- **Data for the task**
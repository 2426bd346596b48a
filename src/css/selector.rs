use std::fmt;

/// The (id, class, type) specificity of a selector list, summed over every selector in it.
/// https://www.w3.org/TR/selectors-3/#specificity
///
/// The derived ordering compares ids first, then classes, then types.
#[derive(Clone, Copy, Debug, Default, PartialEq, Eq, PartialOrd, Ord, Hash)]
pub struct SpecificityScore {
    pub id_count: usize,
    pub class_count: usize,
    pub type_count: usize,
}

/// Renders `"{id}{class}{type}"`, e.g. `"303"`.
/// If any count has more than one digit, the counts are comma-separated instead (`"0,12,1"`)
/// so that the output stays unambiguous.
impl fmt::Display for SpecificityScore {
    fn fmt(&self, f: &mut fmt::Formatter) -> fmt::Result {
        if self.id_count < 10 && self.class_count < 10 && self.type_count < 10 {
            write!(f, "{}{}{}", self.id_count, self.class_count, self.type_count)
        } else {
            write!(f, "{},{},{}", self.id_count, self.class_count, self.type_count)
        }
    }
}

impl SpecificityScore {
    /// Scores a comma-separated selector list in a single scan.
    ///
    /// - ids: each `#`
    /// - classes: each `.name`, each `[...]` and each single-colon pseudo-class
    /// - types: each element name not preceded by `#`, `.` or `:`
    ///
    /// Anything inside `[...]` or `(...)` is skipped, as are pseudo-elements (`::name`).
    pub fn from_selector(selector: &str) -> Self {
        let chars = selector.chars().collect::<Vec<char>>();
        let mut score = Self::default();
        let mut brackets = 0usize;
        let mut parentheses = 0usize;
        let mut i = 0;

        while i < chars.len() {
            let c = chars[i];
            match c {
                '[' => {
                    if brackets == 0 && parentheses == 0 {
                        score.class_count += 1;
                    }
                    brackets += 1;
                }
                ']' => brackets = brackets.saturating_sub(1),
                _ if brackets > 0 => {}
                '(' => parentheses += 1,
                ')' => parentheses = parentheses.saturating_sub(1),
                _ if parentheses > 0 => {}
                '#' => score.id_count += 1,
                '.' => {
                    if chars.get(i + 1).is_some_and(|&n| is_name_char(n)) {
                        score.class_count += 1;
                    }
                }
                ':' => {
                    if chars.get(i + 1) == Some(&':') {
                        // Pseudo-element, not scored.
                        i += 2;
                        continue;
                    }
                    score.class_count += 1;
                }
                c if is_name_char(c) => {
                    let prev = i.checked_sub(1).map(|p| chars[p]);
                    let starts_with_letter = c.is_ascii_alphabetic();
                    while i < chars.len() && is_name_char(chars[i]) {
                        i += 1;
                    }
                    if starts_with_letter && !matches!(prev, Some('#' | '.' | ':')) {
                        score.type_count += 1;
                    }
                    continue;
                }
                _ => {}
            }
            i += 1;
        }

        score
    }
}

fn is_name_char(c: char) -> bool {
    c.is_ascii_alphanumeric() || c == '-' || c == '_' || c >= '\u{0080}'
}

/// Returns the number of id selectors in the selector list.
pub fn get_id_score(selector: &str) -> usize {
    SpecificityScore::from_selector(selector).id_count
}

/// Returns the number of class, attribute and pseudo-class selectors in the selector list.
pub fn get_class_score(selector: &str) -> usize {
    SpecificityScore::from_selector(selector).class_count
}

/// Returns the number of type (element) selectors in the selector list.
pub fn get_type_score(selector: &str) -> usize {
    SpecificityScore::from_selector(selector).type_count
}

/// Returns the specificity as `"{id}{class}{type}"`.
pub fn get_specificity(selector: &str) -> String {
    SpecificityScore::from_selector(selector).to_string()
}

/// Whether `token` starts with a vendor prefix such as `-webkit-`, `-moz-`, `-ms-` or `-o-`.
pub fn has_vendor_prefix(token: &str) -> bool {
    let Some(rest) = token.strip_prefix('-') else {
        return false;
    };
    let vendor_len = rest.chars().take_while(char::is_ascii_alphanumeric).count();
    vendor_len > 0 && rest[vendor_len..].starts_with('-')
}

- **What you should do**
Count every line of the material above that holds the string "brackets", then state only the total.

- **Answer**
5